- What to work on: Word for word, set down every line of the entries below from the line with "Attendance is either" to the line with "DateTime::parse_from_rfc3339(value)", including both, and no other line.
------------------------------------------------
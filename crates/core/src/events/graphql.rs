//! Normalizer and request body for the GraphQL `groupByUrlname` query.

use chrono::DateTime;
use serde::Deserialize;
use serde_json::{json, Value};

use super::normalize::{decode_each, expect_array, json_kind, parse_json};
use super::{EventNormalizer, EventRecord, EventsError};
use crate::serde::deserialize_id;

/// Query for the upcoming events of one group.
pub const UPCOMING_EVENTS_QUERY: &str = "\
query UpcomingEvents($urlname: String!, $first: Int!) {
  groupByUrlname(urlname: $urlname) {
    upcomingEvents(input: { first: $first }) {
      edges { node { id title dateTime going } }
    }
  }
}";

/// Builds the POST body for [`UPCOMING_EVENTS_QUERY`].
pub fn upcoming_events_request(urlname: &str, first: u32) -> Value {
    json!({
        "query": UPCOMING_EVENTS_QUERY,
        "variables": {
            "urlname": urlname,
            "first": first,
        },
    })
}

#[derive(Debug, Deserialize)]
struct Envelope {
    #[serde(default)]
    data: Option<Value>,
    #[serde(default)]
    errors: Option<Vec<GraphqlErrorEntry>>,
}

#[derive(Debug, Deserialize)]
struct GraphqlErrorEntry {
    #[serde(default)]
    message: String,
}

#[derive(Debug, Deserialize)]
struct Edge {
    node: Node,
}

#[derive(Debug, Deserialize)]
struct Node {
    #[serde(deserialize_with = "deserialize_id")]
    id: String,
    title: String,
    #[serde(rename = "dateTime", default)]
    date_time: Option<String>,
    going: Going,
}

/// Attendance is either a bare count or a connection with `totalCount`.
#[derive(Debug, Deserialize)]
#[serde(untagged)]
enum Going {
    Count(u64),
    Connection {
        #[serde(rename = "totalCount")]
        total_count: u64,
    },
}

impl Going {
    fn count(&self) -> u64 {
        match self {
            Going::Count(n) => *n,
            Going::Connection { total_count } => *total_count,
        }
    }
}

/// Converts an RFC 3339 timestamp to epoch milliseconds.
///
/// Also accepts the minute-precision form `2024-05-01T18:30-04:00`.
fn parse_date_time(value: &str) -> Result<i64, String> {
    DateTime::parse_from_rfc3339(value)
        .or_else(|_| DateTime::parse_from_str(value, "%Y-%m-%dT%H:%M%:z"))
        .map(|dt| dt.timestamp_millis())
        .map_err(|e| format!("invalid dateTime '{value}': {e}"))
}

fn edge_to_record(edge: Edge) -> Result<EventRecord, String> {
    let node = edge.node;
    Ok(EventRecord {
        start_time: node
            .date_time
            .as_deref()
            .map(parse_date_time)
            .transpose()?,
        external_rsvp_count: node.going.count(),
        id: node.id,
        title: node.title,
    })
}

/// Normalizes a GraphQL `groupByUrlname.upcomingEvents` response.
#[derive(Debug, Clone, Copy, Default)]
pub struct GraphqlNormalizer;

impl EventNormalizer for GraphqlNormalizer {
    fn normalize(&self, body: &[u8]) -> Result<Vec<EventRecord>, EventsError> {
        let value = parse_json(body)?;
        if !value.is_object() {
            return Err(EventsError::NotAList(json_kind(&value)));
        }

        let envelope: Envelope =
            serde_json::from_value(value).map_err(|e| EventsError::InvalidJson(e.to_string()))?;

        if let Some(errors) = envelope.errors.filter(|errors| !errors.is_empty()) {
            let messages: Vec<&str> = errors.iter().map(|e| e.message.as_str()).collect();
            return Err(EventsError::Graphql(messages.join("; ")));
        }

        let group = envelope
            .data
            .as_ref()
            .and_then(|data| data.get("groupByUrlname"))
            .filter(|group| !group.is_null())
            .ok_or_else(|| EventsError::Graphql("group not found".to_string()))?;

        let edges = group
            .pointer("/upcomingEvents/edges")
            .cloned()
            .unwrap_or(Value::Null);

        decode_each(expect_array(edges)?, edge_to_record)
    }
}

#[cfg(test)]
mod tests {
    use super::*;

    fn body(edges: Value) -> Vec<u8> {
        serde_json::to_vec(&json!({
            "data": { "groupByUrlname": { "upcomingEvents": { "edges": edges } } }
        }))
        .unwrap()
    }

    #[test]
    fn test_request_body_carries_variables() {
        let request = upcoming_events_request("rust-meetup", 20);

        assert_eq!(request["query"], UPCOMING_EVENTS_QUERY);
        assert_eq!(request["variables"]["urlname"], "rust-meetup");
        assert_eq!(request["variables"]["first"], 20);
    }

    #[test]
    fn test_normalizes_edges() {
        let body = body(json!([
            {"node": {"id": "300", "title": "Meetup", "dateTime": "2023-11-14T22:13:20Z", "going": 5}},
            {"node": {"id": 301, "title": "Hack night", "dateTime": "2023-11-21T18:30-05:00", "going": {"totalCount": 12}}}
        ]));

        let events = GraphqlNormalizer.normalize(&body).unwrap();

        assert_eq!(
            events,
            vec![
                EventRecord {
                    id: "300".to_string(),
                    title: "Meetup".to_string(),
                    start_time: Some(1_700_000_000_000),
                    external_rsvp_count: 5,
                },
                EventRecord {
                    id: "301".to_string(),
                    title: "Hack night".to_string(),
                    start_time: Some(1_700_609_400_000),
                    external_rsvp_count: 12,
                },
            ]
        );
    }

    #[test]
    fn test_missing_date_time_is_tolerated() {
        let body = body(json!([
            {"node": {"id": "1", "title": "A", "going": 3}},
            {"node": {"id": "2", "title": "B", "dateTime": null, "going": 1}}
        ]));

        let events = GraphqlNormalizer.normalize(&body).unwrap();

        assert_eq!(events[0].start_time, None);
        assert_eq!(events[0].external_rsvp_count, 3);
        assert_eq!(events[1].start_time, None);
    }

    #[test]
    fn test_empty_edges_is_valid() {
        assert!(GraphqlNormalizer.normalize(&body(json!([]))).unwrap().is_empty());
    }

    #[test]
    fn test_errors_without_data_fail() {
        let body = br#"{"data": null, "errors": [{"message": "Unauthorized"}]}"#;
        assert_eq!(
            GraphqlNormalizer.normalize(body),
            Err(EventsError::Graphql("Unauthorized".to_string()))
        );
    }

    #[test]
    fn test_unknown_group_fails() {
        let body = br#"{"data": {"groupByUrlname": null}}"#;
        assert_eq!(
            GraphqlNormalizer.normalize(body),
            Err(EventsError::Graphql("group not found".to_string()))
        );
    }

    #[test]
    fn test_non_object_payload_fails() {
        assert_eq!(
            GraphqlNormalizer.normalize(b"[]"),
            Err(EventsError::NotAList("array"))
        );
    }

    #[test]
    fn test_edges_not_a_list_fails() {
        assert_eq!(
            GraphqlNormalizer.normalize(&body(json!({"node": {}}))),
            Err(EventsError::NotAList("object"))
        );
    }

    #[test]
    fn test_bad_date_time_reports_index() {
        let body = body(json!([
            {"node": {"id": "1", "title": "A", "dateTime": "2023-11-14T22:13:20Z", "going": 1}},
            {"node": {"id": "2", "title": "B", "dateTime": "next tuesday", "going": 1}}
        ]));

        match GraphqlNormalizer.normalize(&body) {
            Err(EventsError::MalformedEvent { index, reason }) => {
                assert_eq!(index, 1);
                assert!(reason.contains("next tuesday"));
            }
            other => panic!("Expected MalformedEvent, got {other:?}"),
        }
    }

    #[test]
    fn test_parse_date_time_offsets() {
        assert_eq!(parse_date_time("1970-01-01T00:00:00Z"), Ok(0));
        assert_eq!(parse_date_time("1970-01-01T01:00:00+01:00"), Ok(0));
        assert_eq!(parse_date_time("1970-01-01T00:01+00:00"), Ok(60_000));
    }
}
------------------------------------------------
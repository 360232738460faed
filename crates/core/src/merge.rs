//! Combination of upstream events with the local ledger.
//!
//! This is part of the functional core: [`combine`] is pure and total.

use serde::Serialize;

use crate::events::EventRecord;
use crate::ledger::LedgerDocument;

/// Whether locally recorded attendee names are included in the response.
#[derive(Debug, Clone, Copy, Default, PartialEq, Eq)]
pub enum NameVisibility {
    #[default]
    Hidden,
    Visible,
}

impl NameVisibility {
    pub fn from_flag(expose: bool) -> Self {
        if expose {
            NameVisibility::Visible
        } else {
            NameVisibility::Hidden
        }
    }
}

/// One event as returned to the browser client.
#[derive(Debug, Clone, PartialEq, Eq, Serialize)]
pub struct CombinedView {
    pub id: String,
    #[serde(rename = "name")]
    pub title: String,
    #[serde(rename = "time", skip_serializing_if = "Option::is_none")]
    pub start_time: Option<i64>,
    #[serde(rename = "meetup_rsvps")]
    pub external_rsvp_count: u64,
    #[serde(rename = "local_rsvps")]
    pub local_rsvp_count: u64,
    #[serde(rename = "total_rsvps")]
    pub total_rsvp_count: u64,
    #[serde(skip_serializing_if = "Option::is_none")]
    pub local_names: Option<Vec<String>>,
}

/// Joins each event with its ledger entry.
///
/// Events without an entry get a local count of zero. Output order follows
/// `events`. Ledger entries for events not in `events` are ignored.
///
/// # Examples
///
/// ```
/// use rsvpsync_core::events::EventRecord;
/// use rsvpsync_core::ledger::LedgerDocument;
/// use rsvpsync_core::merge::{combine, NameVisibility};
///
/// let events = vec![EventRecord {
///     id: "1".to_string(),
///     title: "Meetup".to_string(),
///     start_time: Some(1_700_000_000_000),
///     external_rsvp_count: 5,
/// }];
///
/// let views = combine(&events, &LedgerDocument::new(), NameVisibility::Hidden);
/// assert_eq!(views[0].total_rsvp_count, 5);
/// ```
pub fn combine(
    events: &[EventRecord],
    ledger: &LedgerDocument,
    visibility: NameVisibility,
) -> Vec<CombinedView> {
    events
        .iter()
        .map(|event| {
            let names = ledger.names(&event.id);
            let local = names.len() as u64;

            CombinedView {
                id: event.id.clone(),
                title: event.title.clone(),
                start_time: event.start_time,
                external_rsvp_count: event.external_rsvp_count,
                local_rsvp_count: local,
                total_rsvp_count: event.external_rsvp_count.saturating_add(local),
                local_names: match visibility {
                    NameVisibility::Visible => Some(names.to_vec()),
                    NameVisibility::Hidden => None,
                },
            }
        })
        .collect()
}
------------------------------------------------
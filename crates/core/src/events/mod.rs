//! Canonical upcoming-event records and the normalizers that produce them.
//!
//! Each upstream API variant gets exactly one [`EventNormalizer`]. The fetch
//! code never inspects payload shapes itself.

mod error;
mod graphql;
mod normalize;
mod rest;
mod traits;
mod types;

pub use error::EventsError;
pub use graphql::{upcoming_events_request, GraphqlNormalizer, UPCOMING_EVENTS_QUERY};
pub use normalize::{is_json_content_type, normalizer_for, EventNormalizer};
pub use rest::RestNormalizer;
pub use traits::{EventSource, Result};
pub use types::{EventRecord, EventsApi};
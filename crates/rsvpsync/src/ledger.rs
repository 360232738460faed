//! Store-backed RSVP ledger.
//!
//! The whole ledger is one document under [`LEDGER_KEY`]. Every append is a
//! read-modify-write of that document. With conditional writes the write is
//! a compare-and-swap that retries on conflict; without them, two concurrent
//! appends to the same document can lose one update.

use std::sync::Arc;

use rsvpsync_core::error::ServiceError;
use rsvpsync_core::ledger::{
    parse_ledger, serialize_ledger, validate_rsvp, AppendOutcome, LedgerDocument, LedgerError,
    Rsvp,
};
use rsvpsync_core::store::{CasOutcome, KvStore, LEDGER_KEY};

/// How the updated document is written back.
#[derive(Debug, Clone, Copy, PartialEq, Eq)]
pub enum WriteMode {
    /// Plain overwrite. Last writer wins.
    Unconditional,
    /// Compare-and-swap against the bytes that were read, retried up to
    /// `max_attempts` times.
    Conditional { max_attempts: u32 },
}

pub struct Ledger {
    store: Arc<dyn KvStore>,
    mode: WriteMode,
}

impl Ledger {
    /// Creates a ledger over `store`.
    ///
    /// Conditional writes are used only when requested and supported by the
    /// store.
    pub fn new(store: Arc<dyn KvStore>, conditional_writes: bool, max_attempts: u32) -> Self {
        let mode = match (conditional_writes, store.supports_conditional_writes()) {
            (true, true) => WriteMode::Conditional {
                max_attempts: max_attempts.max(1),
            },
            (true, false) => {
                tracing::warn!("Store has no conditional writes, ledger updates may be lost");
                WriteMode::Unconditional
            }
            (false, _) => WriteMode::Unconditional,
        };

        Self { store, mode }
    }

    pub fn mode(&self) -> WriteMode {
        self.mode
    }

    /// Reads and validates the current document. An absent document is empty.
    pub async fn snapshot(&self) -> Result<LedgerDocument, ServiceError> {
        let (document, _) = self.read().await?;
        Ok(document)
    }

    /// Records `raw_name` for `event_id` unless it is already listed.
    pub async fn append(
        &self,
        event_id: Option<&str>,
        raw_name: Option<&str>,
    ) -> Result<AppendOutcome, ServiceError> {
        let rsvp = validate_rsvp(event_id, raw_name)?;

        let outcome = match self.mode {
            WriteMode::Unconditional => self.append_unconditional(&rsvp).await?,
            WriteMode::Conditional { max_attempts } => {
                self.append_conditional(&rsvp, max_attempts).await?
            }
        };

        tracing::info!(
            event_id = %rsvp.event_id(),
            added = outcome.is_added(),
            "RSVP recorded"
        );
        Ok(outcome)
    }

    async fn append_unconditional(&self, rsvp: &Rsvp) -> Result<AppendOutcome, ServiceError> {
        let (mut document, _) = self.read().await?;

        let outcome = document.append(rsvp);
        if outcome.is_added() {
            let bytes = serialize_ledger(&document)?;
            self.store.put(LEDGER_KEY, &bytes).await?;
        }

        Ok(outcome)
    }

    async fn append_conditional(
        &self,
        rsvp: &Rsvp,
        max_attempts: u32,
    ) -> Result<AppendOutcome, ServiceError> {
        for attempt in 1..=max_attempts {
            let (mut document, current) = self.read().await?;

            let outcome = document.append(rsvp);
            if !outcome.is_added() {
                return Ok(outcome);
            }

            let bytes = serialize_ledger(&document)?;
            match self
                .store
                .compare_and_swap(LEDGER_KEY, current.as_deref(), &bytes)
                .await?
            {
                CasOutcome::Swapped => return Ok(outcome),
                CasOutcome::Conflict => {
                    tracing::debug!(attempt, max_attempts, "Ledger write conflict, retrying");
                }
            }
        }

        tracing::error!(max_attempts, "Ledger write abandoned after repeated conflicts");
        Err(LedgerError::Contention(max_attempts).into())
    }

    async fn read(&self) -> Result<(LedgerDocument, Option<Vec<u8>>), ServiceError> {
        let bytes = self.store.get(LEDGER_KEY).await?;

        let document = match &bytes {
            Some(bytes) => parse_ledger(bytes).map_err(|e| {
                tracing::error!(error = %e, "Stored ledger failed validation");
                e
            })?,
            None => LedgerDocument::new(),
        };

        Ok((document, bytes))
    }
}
------------------------------------------------
- Answer for the task:
/// Attendance is either a bare count or a connection with `totalCount`.
#[derive(Debug, Deserialize)]
#[serde(untagged)]
enum Going {
    Count(u64),
    Connection {
        #[serde(rename = "totalCount")]
        total_count: u64,
    },
}

impl Going {
    fn count(&self) -> u64 {
        match self {
            Going::Count(n) => *n,
            Going::Connection { total_count } => *total_count,
        }
    }
}

/// Converts an RFC 3339 timestamp to epoch milliseconds.
///
/// Also accepts the minute-precision form `2024-05-01T18:30-04:00`.
fn parse_date_time(value: &str) -> Result<i64, String> {
    DateTime::parse_from_rfc3339(value)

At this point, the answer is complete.